> **WORK INSTRUCTIONS**: Look through the records below and copy each line that includes the word "length".

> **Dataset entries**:
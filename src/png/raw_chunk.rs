use core::iter::FusedIterator;

use super::*;

/// The four ascii bytes that say what a chunk is.
#[derive(Clone, Copy, PartialEq, Eq, PartialOrd, Ord, Hash)]
#[repr(transparent)]
pub struct ChunkType(pub [u8; 4]);
#[allow(nonstandard_style)]
impl ChunkType {
  pub const IHDR: Self = Self(*b"IHDR");
  pub const IEND: Self = Self(*b"IEND");
  pub const tEXt: Self = Self(*b"tEXt");

  #[inline]
  #[must_use]
  pub const fn as_bytes(&self) -> &[u8; 4] {
    &self.0
  }
}
impl Debug for ChunkType {
  fn fmt(&self, f: &mut core::fmt::Formatter<'_>) -> core::fmt::Result {
    f.write_char('"')?;
    core::fmt::Display::fmt(self, f)?;
    f.write_char('"')
  }
}
impl core::fmt::Display for ChunkType {
  fn fmt(&self, f: &mut core::fmt::Formatter<'_>) -> core::fmt::Result {
    for ch in self.0.iter().copied().map(|u| u as char) {
      f.write_char(ch)?;
    }
    Ok(())
  }
}

/// An unparsed chunk from a PNG.
#[derive(Clone, Copy, PartialEq, Eq, PartialOrd, Ord, Hash)]
pub struct RawChunk<'b> {
  pub(crate) chunk_ty: ChunkType,
  pub(crate) data: &'b [u8],
  pub(crate) declared_crc: u32,
  pub(crate) offset: usize,
}
impl<'b> RawChunk<'b> {
  #[inline]
  #[must_use]
  pub const fn chunk_ty(&self) -> ChunkType {
    self.chunk_ty
  }

  /// The chunk's data, exactly as many bytes as its length field declared.
  #[inline]
  #[must_use]
  pub const fn data(&self) -> &'b [u8] {
    self.data
  }

  /// The CRC stored after the data. Nothing checks this for you.
  #[inline]
  #[must_use]
  pub const fn declared_crc(&self) -> u32 {
    self.declared_crc
  }

  /// Byte offset of the chunk's length field within the whole buffer.
  #[inline]
  #[must_use]
  pub const fn offset(&self) -> usize {
    self.offset
  }
}
impl Debug for RawChunk<'_> {
  #[inline]
  fn fmt(&self, f: &mut core::fmt::Formatter<'_>) -> core::fmt::Result {
    f.debug_struct("RawChunk")
      .field("chunk_ty", &self.chunk_ty)
      .field("data", &(&self.data[..self.data.len().min(12)], self.data.len()))
      .field("declared_crc", &self.declared_crc)
      .field("offset", &self.offset)
      .finish()
  }
}

/// An iterator that produces successive raw chunks from PNG bytes.
///
/// * Construction checks the signature.
/// * Each step reads length, type, data, and CRC, in that order.
/// * After an `IEND` chunk, an error, or running out of bytes exactly on a
///   chunk boundary, the iterator is done for good.
///
/// Nothing is ever read out of bounds: a chunk that doesn't fit gives
/// [`ScanError::Truncated`] instead.
#[derive(Debug, Clone)]
pub struct RawChunkIter<'b> {
  bytes: &'b [u8],
  cursor: usize,
  limit: Option<usize>,
  done: bool,
}
impl<'b> RawChunkIter<'b> {
  /// Pass the full PNG bytes, the signature is checked and skipped.
  #[inline]
  pub fn new(bytes: &'b [u8]) -> Result<Self, ScanError> {
    if is_png_header_correct(bytes) {
      Ok(Self { bytes, cursor: PNG_SIGNATURE.len(), limit: None, done: false })
    } else {
      Err(ScanError::InvalidContainer)
    }
  }

  /// Refuse to go past `limit` bytes from the start of the buffer.
  #[inline]
  #[must_use]
  pub fn with_byte_limit(self, limit: usize) -> Self {
    Self { limit: Some(limit), ..self }
  }

  /// How far into the buffer the next chunk starts.
  #[inline]
  #[must_use]
  pub const fn position(&self) -> usize {
    self.cursor
  }

  #[inline]
  fn fail(&mut self, err: ScanError) -> Option<Result<RawChunk<'b>, ScanError>> {
    self.done = true;
    Some(Err(err))
  }
}
impl<'b> Iterator for RawChunkIter<'b> {
  type Item = Result<RawChunk<'b>, ScanError>;

  fn next(&mut self) -> Option<Self::Item> {
    if self.done {
      return None;
    }
    let bytes: &'b [u8] = self.bytes;
    let offset = self.cursor;
    let remaining: &'b [u8] = &bytes[offset..];
    if remaining.is_empty() {
      self.done = true;
      return None;
    }
    let available = remaining.len();
    let truncated = |needed: u64| ScanError::Truncated { offset, needed, available };

    let (len_bytes, rest) = match try_split_off_byte_array::<4>(remaining) {
      Some(pair) => pair,
      None => return self.fail(truncated(8)),
    };
    let (type_bytes, rest) = match try_split_off_byte_array::<4>(rest) {
      Some(pair) => pair,
      None => return self.fail(truncated(8)),
    };
    let chunk_len = u64::from(u32_be(len_bytes));
    let chunk_ty = ChunkType(type_bytes);
    let is_end = chunk_ty == ChunkType::IEND;
    let crc_len: u64 = if is_end { 0 } else { 4 };

    if let Some(limit) = self.limit {
      if offset as u64 + 8 + chunk_len > limit as u64 {
        return self.fail(ScanError::ScanLimitExceeded { limit });
      }
    }

    // this compare is what keeps every slice below in bounds.
    if (rest.len() as u64) < chunk_len + crc_len {
      return self.fail(truncated(8 + chunk_len + crc_len));
    }
    let (data, rest) = rest.split_at(chunk_len as usize);
    let (declared_crc, rest) = match try_split_off_byte_array::<4>(rest) {
      Some((crc_bytes, rest)) => (u32_be(crc_bytes), rest),
      // only reachable for IEND, which may end the file without a CRC.
      None => (0, rest),
    };
    self.cursor = bytes.len() - rest.len();
    if is_end {
      self.done = true;
    }
    Some(Ok(RawChunk { chunk_ty, data, declared_crc, offset }))
  }

  fn size_hint(&self) -> (usize, Option<usize>) {
    if self.done {
      (0, Some(0))
    } else {
      let left = self.bytes.len() - self.cursor;
      (0, Some(left / 8 + 1))
    }
  }
}
impl FusedIterator for RawChunkIter<'_> {}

> **RESULT OF THIS EXERCISE**:
  /// The chunk's data, exactly as many bytes as its length field declared.
  /// Byte offset of the chunk's length field within the whole buffer.
/// * Each step reads length, type, data, and CRC, in that order.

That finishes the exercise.